За небольшой период прапорщицкой службы скопилось с полмешка грязного белья и форменной одежды. Спрашиваю у бывалых:
– Как они выходят с этого положения.
– Да, никаких проблем, – отвечает прапорщик Гвоздев, начальник склада ГСМ*.«Высыпаешь свой мешок на пол и роешься в барахле. Среди сорочек ищешь ту, у которой воротничок почище и одеваешь. Так же поступаешь с трусами и носками. И так по кругу каждый раз, когда возникает желание сменить что – то на более чистое…
– Это такой армейский анекдот, среди холостяков. А если реально, – продолжает он, уже всерьез. – Зайди в умывальник. Там в углу стоит стиральная машинка.

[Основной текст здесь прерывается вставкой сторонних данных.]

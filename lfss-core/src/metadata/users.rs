use chrono::{DateTime, Utc};
use rusqlite::{params, Connection, OptionalExtension};

use crate::types::{AccessLevel, FileReadPermission, UserRecord};

fn row_to_user(row: &rusqlite::Row) -> rusqlite::Result<UserRecord> {
    let id: i64 = row.get("id")?;
    let is_admin: i64 = row.get("is_admin")?;
    let permission: i64 = row.get("permission")?;
    Ok(UserRecord {
        id: id as u64,
        username: row.get("username")?,
        credential: row.get("credential")?,
        is_admin: is_admin != 0,
        create_time: row.get("create_time")?,
        last_active: row.get("last_active")?,
        max_storage: { let v: i64 = row.get("max_storage")?; v as u64 },
        permission: FileReadPermission::from_i64(permission).unwrap_or(FileReadPermission::Unset),
    })
}

pub fn create_user(
    conn: &Connection,
    username: &str,
    credential: &str,
    is_admin: bool,
    max_storage: u64,
    permission: FileReadPermission,
) -> rusqlite::Result<UserRecord> {
    let now = Utc::now();
    conn.execute(
        "INSERT INTO user (username, credential, is_admin, create_time, last_active, max_storage, permission)
         VALUES (?1, ?2, ?3, ?4, ?5, ?6, ?7)",
        params![username, credential, is_admin as i64, now, now, max_storage as i64, permission.as_i64()],
    )?;
    let id = conn.last_insert_rowid();
    conn.execute(
        "INSERT INTO user_size (user_id, usize) VALUES (?1, 0)",
        params![id],
    )?;
    get_user_by_id(conn, id as u64).map(|o| o.expect("just inserted"))
}

pub fn get_user_by_id(conn: &Connection, id: u64) -> rusqlite::Result<Option<UserRecord>> {
    conn.query_row("SELECT * FROM user WHERE id = ?1", params![id as i64], row_to_user).optional()
}

pub fn get_user_by_username(conn: &Connection, username: &str) -> rusqlite::Result<Option<UserRecord>> {
    conn.query_row("SELECT * FROM user WHERE username = ?1", params![username], row_to_user).optional()
}

pub fn delete_user(conn: &Connection, username: &str) -> rusqlite::Result<Option<UserRecord>> {
    let user = get_user_by_username(conn, username)?;
    if user.is_some() {
        conn.execute("DELETE FROM user WHERE username = ?1", params![username])?;
    }
    Ok(user)
}

pub fn update_user_credential(conn: &Connection, id: u64, credential: &str) -> rusqlite::Result<()> {
    conn.execute("UPDATE user SET credential = ?1 WHERE id = ?2", params![credential, id as i64])?;
    Ok(())
}

pub fn update_user_max_storage(conn: &Connection, id: u64, max_storage: u64) -> rusqlite::Result<()> {
    conn.execute("UPDATE user SET max_storage = ?1 WHERE id = ?2", params![max_storage as i64, id as i64])?;
    Ok(())
}

pub fn update_user_permission(conn: &Connection, id: u64, permission: FileReadPermission) -> rusqlite::Result<()> {
    conn.execute("UPDATE user SET permission = ?1 WHERE id = ?2", params![permission.as_i64(), id as i64])?;
    Ok(())
}

pub fn set_last_active(conn: &Connection, id: u64, at: DateTime<Utc>) -> rusqlite::Result<()> {
    conn.execute("UPDATE user SET last_active = ?1 WHERE id = ?2", params![at, id as i64])?;
    Ok(())
}

pub fn get_user_size(conn: &Connection, id: u64) -> rusqlite::Result<u64> {
    let v: i64 = conn
        .query_row("SELECT usize FROM user_size WHERE user_id = ?1", params![id as i64], |r| r.get(0))
        .optional()?
        .unwrap_or(0);
    Ok(v as u64)
}

pub fn adjust_user_size(conn: &Connection, id: u64, delta: i64) -> rusqlite::Result<()> {
    conn.execute(
        "INSERT INTO user_size (user_id, usize) VALUES (?1, ?2)
         ON CONFLICT(user_id) DO UPDATE SET usize = usize + ?2",
        params![id as i64, delta],
    )?;
    Ok(())
}

pub fn get_peer_level(conn: &Connection, src: u64, dst: u64) -> rusqlite::Result<AccessLevel> {
    let v: Option<i64> = conn
        .query_row(
            "SELECT access_level FROM peer_access WHERE src_user_id = ?1 AND dst_user_id = ?2",
            params![src as i64, dst as i64],
            |r| r.get(0),
        )
        .optional()?;
    Ok(v.and_then(AccessLevel::from_i64).unwrap_or(AccessLevel::None))
}

pub fn set_peer_level(conn: &Connection, src: u64, dst: u64, level: AccessLevel) -> rusqlite::Result<()> {
    if level == AccessLevel::None {
        conn.execute(
            "DELETE FROM peer_access WHERE src_user_id = ?1 AND dst_user_id = ?2",
            params![src as i64, dst as i64],
        )?;
    } else {
        conn.execute(
            "INSERT INTO peer_access (src_user_id, dst_user_id, access_level) VALUES (?1, ?2, ?3)
             ON CONFLICT(src_user_id, dst_user_id) DO UPDATE SET access_level = ?3",
            params![src as i64, dst as i64, level.as_i64()],
        )?;
    }
    Ok(())
}

pub struct PeerGrant {
    pub peer_username: String,
    pub level: AccessLevel,
}

/// Peers this user (as subtree owner, `dst_user_id`) has let into
/// their own subtree — what `user/list-peers` shows an owner so they
/// can see who they've granted access to.
pub fn list_peers_granting_to(conn: &Connection, user_id: u64) -> rusqlite::Result<Vec<PeerGrant>> {
    let mut stmt = conn.prepare(
        "SELECT u.username, p.access_level FROM peer_access p
         JOIN user u ON u.id = p.src_user_id
         WHERE p.dst_user_id = ?1",
    )?;
    let rows = stmt.query_map(params![user_id as i64], |r| {
        let level: i64 = r.get(1)?;
        Ok(PeerGrant {
            peer_username: r.get(0)?,
            level: AccessLevel::from_i64(level).unwrap_or(AccessLevel::None),
        })
    })?;
    rows.collect()
}

/// Subtrees this user (as accessor, `src_user_id`) can reach through a
/// peer grant — the direction the WebDAV root listing needs: "every
/// user that grants them READ".
pub fn list_accessible_subtrees(conn: &Connection, user_id: u64) -> rusqlite::Result<Vec<PeerGrant>> {
    let mut stmt = conn.prepare(
        "SELECT u.username, p.access_level FROM peer_access p
         JOIN user u ON u.id = p.dst_user_id
         WHERE p.src_user_id = ?1",
    )?;
    let rows = stmt.query_map(params![user_id as i64], |r| {
        let level: i64 = r.get(1)?;
        Ok(PeerGrant {
            peer_username: r.get(0)?,
            level: AccessLevel::from_i64(level).unwrap_or(AccessLevel::None),
        })
    })?;
    rows.collect()
}

pub fn list_users(conn: &Connection, prefix: Option<&str>) -> rusqlite::Result<Vec<UserRecord>> {
    match prefix {
        Some(p) => {
            let like = format!("{}%", p.replace('\\', "\\\\").replace('%', "\\%").replace('_', "\\_"));
            let mut stmt = conn.prepare("SELECT * FROM user WHERE username LIKE ?1 ESCAPE '\\' ORDER BY username")?;
            let rows = stmt.query_map(params![like], row_to_user)?;
            rows.collect()
        }
        None => {
            let mut stmt = conn.prepare("SELECT * FROM user ORDER BY username")?;
            let rows = stmt.query_map([], row_to_user)?;
            rows.collect()
        }
    }
}

pub fn set_expiration(conn: &Connection, user_id: u64, expires_at: DateTime<Utc>) -> rusqlite::Result<()> {
    conn.execute(
        "INSERT INTO user_expiration (user_id, expires_at) VALUES (?1, ?2)
         ON CONFLICT(user_id) DO UPDATE SET expires_at = ?2",
        params![user_id as i64, expires_at],
    )?;
    Ok(())
}

pub fn get_expiration(conn: &Connection, user_id: u64) -> rusqlite::Result<Option<DateTime<Utc>>> {
    conn.query_row(
        "SELECT expires_at FROM user_expiration WHERE user_id = ?1",
        params![user_id as i64],
        |r| r.get(0),
    )
    .optional()
}

pub fn is_expired(conn: &Connection, user_id: u64, now: DateTime<Utc>) -> rusqlite::Result<bool> {
    Ok(get_expiration(conn, user_id)?.map(|t| now > t).unwrap_or(false))
}

/// Grammar: `"READ:user1,user2;WRITE:user3"` — semicolon-separated
/// `LEVEL:comma,separated,usernames` groups.
pub fn parse_peer_list(spec: &str) -> Result<Vec<(String, AccessLevel)>, String> {
    let mut out = Vec::new();
    for group in spec.split(';').map(str::trim).filter(|s| !s.is_empty()) {
        let (level_str, names) = group
            .split_once(':')
            .ok_or_else(|| format!("malformed peer group: {group}"))?;
        let level = AccessLevel::parse(level_str.trim())
            .ok_or_else(|| format!("unknown access level: {level_str}"))?;
        for name in names.split(',').map(str::trim).filter(|s| !s.is_empty()) {
            out.push((name.to_string(), level));
        }
    }
    Ok(out)
}

#[cfg(test)]
mod tests {
    use super::*;

    #[test]
    fn parses_peer_list_grammar() {
        let parsed = parse_peer_list("READ:user1,user2;WRITE:user3").unwrap();
        assert_eq!(
            parsed,
            vec![
                ("user1".to_string(), AccessLevel::Read),
                ("user2".to_string(), AccessLevel::Read),
                ("user3".to_string(), AccessLevel::Write),
            ]
        );
    }

    #[test]
    fn rejects_malformed_group() {
        assert!(parse_peer_list("READuser1").is_err());
        assert!(parse_peer_list("NOPE:user1").is_err());
    }
}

Купи стирального порошка или лучше попроси у наших химиков* и вперед…
Иду, ищу, нахожу. В углу относительно просторного умывальника ютилось что- то похожее на деревянную кадку, но на подставке. Объемом минимум литров на тридцать, возможно, и более. На днище кадки – обычный «пропеллер», как и во всех более поздних поколениях ее сестер. Сбоку, снаружи возле дна, обычный электромоторчик, а рядом вижу какую-то овальную медную табличку. Присел. Читаю: «Waschmaschine* -1903год».
– Ну, ни фига се! – самопроизвольно вырывается возглас удивления. Вот это старушка! 74 года. И жива, и работает? Да еще как исправно работает!
Как, оказалось, подобрана, как и все подобное на городской свалке, отреставрирована умельцами, и исправно служит уже не первый год на благо холостякам. Один шланг – из крана в бадью. Второй – от соска возле днища на слив. Рядом посреди пола решетка сточной канализации. Обычно для такой работы кооперировалось два-три соседа по комнате или этажу. Сначала нижнее белье, затем рубахи..и т. д. По нашим тогдашним меркам и нашим мужским понятиям, вроде все отстирывалось как надо. Проблема была снята.
Waschmaschine* (нем.) -стиральная машина.
ГСМ*-горюче смазочных материалов.
химики*-представители службы противохимической защиты. У них был порошок для дезактивации одежды. Отстиривал любые загрязнения.
Патруль по городу
Владимир Озерянин (http://www.proza.ru/avtor/vladius)
см. ФОТО: (извините за качество фотографии).Я с одним из патрульных, в центре города. И улицы-маршруты моего патрулирования.
В полку жизнь била ключом, часто по голове, как любят выражаться в армии. В понедельник с утра меня ошарашили двумя новостями.
– С сегодняшнего дня ты исполняешь обязанности начальника аптеки, так как штатный уходит в отпуск, -озадачил меня на пятиминутке начальник. А через минут двадцать, когда я уже принимал аптеку и медсклад у прапорщика Махлая, прибежал посыльный со штаба и довел под роспись, что я сегодня заступаю в патруль. В аптеке для меня ничего нового и непонятного не было, это мы уже проходили в медроте. Правда, Иван заострил внимание на медсклад, особенно «НЗ*». Этот, если можно так выразиться, склад существовал под честное слово плохо информированных военных людей.
Представьте себе конуру на чердаке, отгороженную тоненькими листами фанеры в нахлыст, даже не скрепленными между собой, которые можно свободно сдвинуть без особых усилий даже младенцу. И бери себе кто желает, например, «ПРОМЕДОЛ», «МОРФИН» в шприц-тюбиках, «ЭФЕДРИН» в таблетках и тому подобное. Вот уж, действительно, наркомании в Советском Союзе не было. А те, что были, видимо, были плохо информированы о том, что имелось тогда на военных медицинских складах.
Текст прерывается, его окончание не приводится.